*SUPPLIED DATA*:
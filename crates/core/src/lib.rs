//! Domain Core - Fair-Share Ranking Types
//!
//! This crate contains the domain entities, value objects and the rank
//! formula shared by the ports, adapters and application layers.

pub mod error;
pub mod generation;
pub mod job;
pub mod rank;
pub mod selection;
pub mod tenant;

pub use crate::error::FairnessError;
pub use crate::generation::Generation;
pub use crate::job::{ClaimedJob, JobId, WorkerName};
pub use crate::rank::{compute_rank, RankEntry, RankRow, TenantStats, SENTINEL_RANK};
pub use crate::selection::{
    CandidateOrdering, CandidateQuery, FairQueues, QueueScope, StoreCapabilities,
};
pub use crate::tenant::{TenantKey, SENTINEL_TENANT_KEY};

// Domain result type
pub type Result<T> = std::result::Result<T, FairnessError>;
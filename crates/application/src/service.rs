//! Fairness Service
//!
//! Entry points used by the worker layer and by operators: recalculate,
//! fetch the current ranks, clean up superseded generations, and reserve a
//! job with fair ordering.

use fairq_core::{
    CandidateQuery, ClaimedJob, Generation, QueueScope, RankEntry, Result, WorkerName,
};
use fairq_ports::{JobStore, RankSnapshotStore};
use std::sync::Arc;
use tracing::{debug, info, instrument};

use crate::aggregator::TenantStatsAggregator;
use crate::recalculation::FairnessRecalculator;
use crate::selector::FairSelector;
use crate::settings::FairnessSettings;

pub struct FairnessService {
    jobs: Arc<dyn JobStore>,
    ranks: Arc<dyn RankSnapshotStore>,
    recalculator: FairnessRecalculator,
    selector: FairSelector,
}

impl FairnessService {
    pub fn new(
        jobs: Arc<dyn JobStore>,
        ranks: Arc<dyn RankSnapshotStore>,
        settings: FairnessSettings,
    ) -> Self {
        let recalculator = FairnessRecalculator::new(
            TenantStatsAggregator::new(jobs.clone()),
            ranks.clone(),
            settings.clone(),
        );
        let selector = FairSelector::new(ranks.clone(), settings);

        Self {
            jobs,
            ranks,
            recalculator,
            selector,
        }
    }

    /// Publish a new generation, stamped with the current time (bumped past
    /// the current generation if needed) unless one is given.
    #[instrument(skip(self))]
    pub async fn recalculate(&self, generation: Option<Generation>) -> Result<Vec<RankEntry>> {
        self.recalculator.recalculate(generation).await
    }

    /// Ranks of the generation the pointer currently names
    #[instrument(skip(self))]
    pub async fn current_ranks(&self) -> Result<Vec<RankEntry>> {
        let rows = self.ranks.current_rows().await?;
        debug!(tenants = rows.len(), "Fetched current ranks");
        Ok(rows.into_iter().map(|row| row.into_entry()).collect())
    }

    /// The generation the pointer currently names
    pub async fn current_generation(&self) -> Result<Generation> {
        Ok(self.ranks.current().await?)
    }

    /// Delete rank rows of superseded generations
    #[instrument(skip(self))]
    pub async fn cleanup(&self) -> Result<u64> {
        Ok(self.ranks.cleanup_stale().await?)
    }

    /// Candidate query a worker polling `scope` would run
    pub async fn candidate_query(&self, scope: &QueueScope) -> Result<CandidateQuery> {
        self.selector
            .candidate_query(self.jobs.as_ref(), scope)
            .await
    }

    /// Select candidates for `scope` and claim one for `worker`.
    #[instrument(skip(self, worker), fields(worker = %worker))]
    pub async fn reserve(
        &self,
        worker: &WorkerName,
        scope: &QueueScope,
    ) -> Result<Option<ClaimedJob>> {
        let query = self.candidate_query(scope).await?;
        let claimed = self.jobs.claim(&query, worker).await?;

        if let Some(job) = &claimed {
            info!(job_id = %job.id, tenant = %job.tenant_key, fair = query.is_fair(), "Reserved job");
        }
        Ok(claimed)
    }
}
//! Typed construction of the candidate and tenant-count queries

use super::dialect::SqlDialect;
use super::table::{JobTable, TableName};
use fairq_core::{CandidateOrdering, CandidateQuery, FairnessError, QueueScope, SENTINEL_TENANT_KEY};

/// A bind parameter value
#[derive(Debug, Clone, PartialEq, Eq)]
pub enum SqlValue {
    Int(i64),
    Text(String),
}

/// Rendered SQL text with its bind parameters in placeholder order
#[derive(Debug, Clone, PartialEq, Eq)]
pub struct SqlStatement {
    pub sql: String,
    pub binds: Vec<SqlValue>,
}

/// Collects binds while the SQL text is written left to right.
struct Params {
    dialect: SqlDialect,
    binds: Vec<SqlValue>,
}

impl Params {
    fn new(dialect: SqlDialect) -> Self {
        Self {
            dialect,
            binds: Vec::new(),
        }
    }

    fn push(&mut self, value: SqlValue) -> String {
        self.binds.push(value);
        self.dialect.placeholder(self.binds.len())
    }

    fn finish(self, sql: String) -> SqlStatement {
        SqlStatement {
            sql,
            binds: self.binds,
        }
    }
}

/// Renders fair-share queries for one dialect and table layout.
#[derive(Debug, Clone)]
pub struct FairSqlBuilder {
    dialect: SqlDialect,
    jobs: JobTable,
    ranks: TableName,
}

impl FairSqlBuilder {
    pub fn new(dialect: SqlDialect, jobs: JobTable, ranks: TableName) -> Self {
        Self {
            dialect,
            jobs,
            ranks,
        }
    }

    pub fn dialect(&self) -> SqlDialect {
        self.dialect
    }

    pub fn jobs(&self) -> &JobTable {
        &self.jobs
    }

    /// Candidate ids for `query`, best first.
    ///
    /// Fair ordering left-joins the top-K ranks of the query's generation,
    /// collapses to one row per job and orders by priority, then rank with
    /// unranked tenants last, then randomly. Fails with a configuration
    /// error when the dialect cannot express that.
    pub fn candidates(&self, query: &CandidateQuery) -> Result<SqlStatement, FairnessError> {
        let d = self.dialect;
        let mut params = Params::new(d);

        let sql = match query.ordering {
            CandidateOrdering::Baseline => {
                let ready = self.ready_predicate(&mut params, &query.scope);
                let limit = params.push(SqlValue::Int(i64::from(query.limit)));
                format!(
                    "SELECT j.{id} FROM {jobs} j WHERE {ready} ORDER BY j.{priority} ASC, {tie} LIMIT {limit}",
                    id = d.quote(self.jobs.id),
                    jobs = self.jobs.name,
                    priority = d.quote(self.jobs.priority),
                    tie = d.random_fn().map(str::to_string).unwrap_or_else(|| format!("j.{} ASC", d.quote(self.jobs.id))),
                )
            }
            CandidateOrdering::Fair { generation, top_k } => {
                d.capabilities().require_fair_selection(&d.to_string())?;
                let random = d
                    .random_fn()
                    .ok_or_else(|| FairnessError::configuration("missing random ordering"))?;
                let any_priority = d
                    .any_value(&format!("j.{}", d.quote(self.jobs.priority)))
                    .ok_or_else(|| FairnessError::configuration("missing representative aggregate"))?;
                let any_rank = d
                    .any_value(&format!("r.{}", d.quote("rank")))
                    .ok_or_else(|| FairnessError::configuration("missing representative aggregate"))?;

                let generation = params.push(SqlValue::Int(generation.value()));
                let sentinel = params.push(SqlValue::Text(SENTINEL_TENANT_KEY.to_string()));
                let top_k = params.push(SqlValue::Int(i64::from(top_k)));
                let ready = self.ready_predicate(&mut params, &query.scope);
                let limit = params.push(SqlValue::Int(i64::from(query.limit)));

                let tenant = d.quote("tenant_key");
                let rank = d.quote("rank");
                format!(
                    "SELECT c.{id} FROM (\
                     SELECT j.{id} AS {id}, {any_priority} AS {priority}, {any_rank} AS fair_rank \
                     FROM {jobs} j \
                     LEFT JOIN (\
                     SELECT {tenant}, {rank} FROM {ranks} \
                     WHERE {gen_col} = {generation} AND {tenant} <> {sentinel} \
                     ORDER BY {rank} DESC, {tenant} ASC LIMIT {top_k}\
                     ) r ON r.{tenant} = j.{job_tenant} \
                     WHERE {ready} \
                     GROUP BY j.{id}\
                     ) c \
                     ORDER BY c.{priority} ASC, c.fair_rank IS NULL, c.fair_rank DESC, {random} \
                     LIMIT {limit}",
                    id = d.quote(self.jobs.id),
                    priority = d.quote(self.jobs.priority),
                    jobs = self.jobs.name,
                    ranks = self.ranks,
                    gen_col = d.quote("generation"),
                    job_tenant = d.quote(self.jobs.tenant_key),
                )
            }
        };

        Ok(params.finish(sql))
    }

    /// Busy and waiting counts per tenant. Failed jobs and jobs with a
    /// recorded error are left out of both counts.
    pub fn tenant_counts(&self, scope: &QueueScope) -> SqlStatement {
        let d = self.dialect;
        let mut params = Params::new(d);
        let tenant = d.quote(self.jobs.tenant_key);
        let locked_at = d.quote(self.jobs.locked_at);

        let mut sql = format!(
            "SELECT j.{tenant} AS tenant_key, COUNT(j.{locked_at}) AS busy, \
             COUNT(*) - COUNT(j.{locked_at}) AS waiting \
             FROM {jobs} j \
             WHERE j.{failed_at} IS NULL AND j.{last_error} IS NULL",
            jobs = self.jobs.name,
            failed_at = d.quote(self.jobs.failed_at),
            last_error = d.quote(self.jobs.last_error),
        );
        if let Some(filter) = self.queue_filter(&mut params, scope) {
            sql.push_str(" AND ");
            sql.push_str(&filter);
        }
        sql.push_str(&format!(" GROUP BY j.{}", tenant));

        params.finish(sql)
    }

    fn ready_predicate(&self, params: &mut Params, scope: &QueueScope) -> String {
        let d = self.dialect;
        let mut predicate = format!(
            "j.{locked_at} IS NULL AND j.{failed_at} IS NULL AND j.{run_at} <= CURRENT_TIMESTAMP",
            locked_at = d.quote(self.jobs.locked_at),
            failed_at = d.quote(self.jobs.failed_at),
            run_at = d.quote(self.jobs.run_at),
        );
        if let Some(filter) = self.queue_filter(params, scope) {
            predicate.push_str(" AND ");
            predicate.push_str(&filter);
        }
        predicate
    }

    fn queue_filter(&self, params: &mut Params, scope: &QueueScope) -> Option<String> {
        if scope.is_all() {
            return None;
        }
        let placeholders: Vec<String> = scope
            .queues()
            .map(|q| params.push(SqlValue::Text(q.to_string())))
            .collect();
        Some(format!(
            "j.{} IN ({})",
            self.dialect.quote(self.jobs.queue),
            placeholders.join(", ")
        ))
    }
}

*REQUIREMENT*: Your task is to set down again, exactly, every line from the beginning of the listing through the line with "pub mod rank;".

*ANSWER SECTION*:
filename crates/core/src/lib.rs
//! Domain Core - Fair-Share Ranking Types
//!
//! This crate contains the domain entities, value objects and the rank
//! formula shared by the ports, adapters and application layers.

pub mod error;
pub mod generation;
pub mod job;
pub mod rank;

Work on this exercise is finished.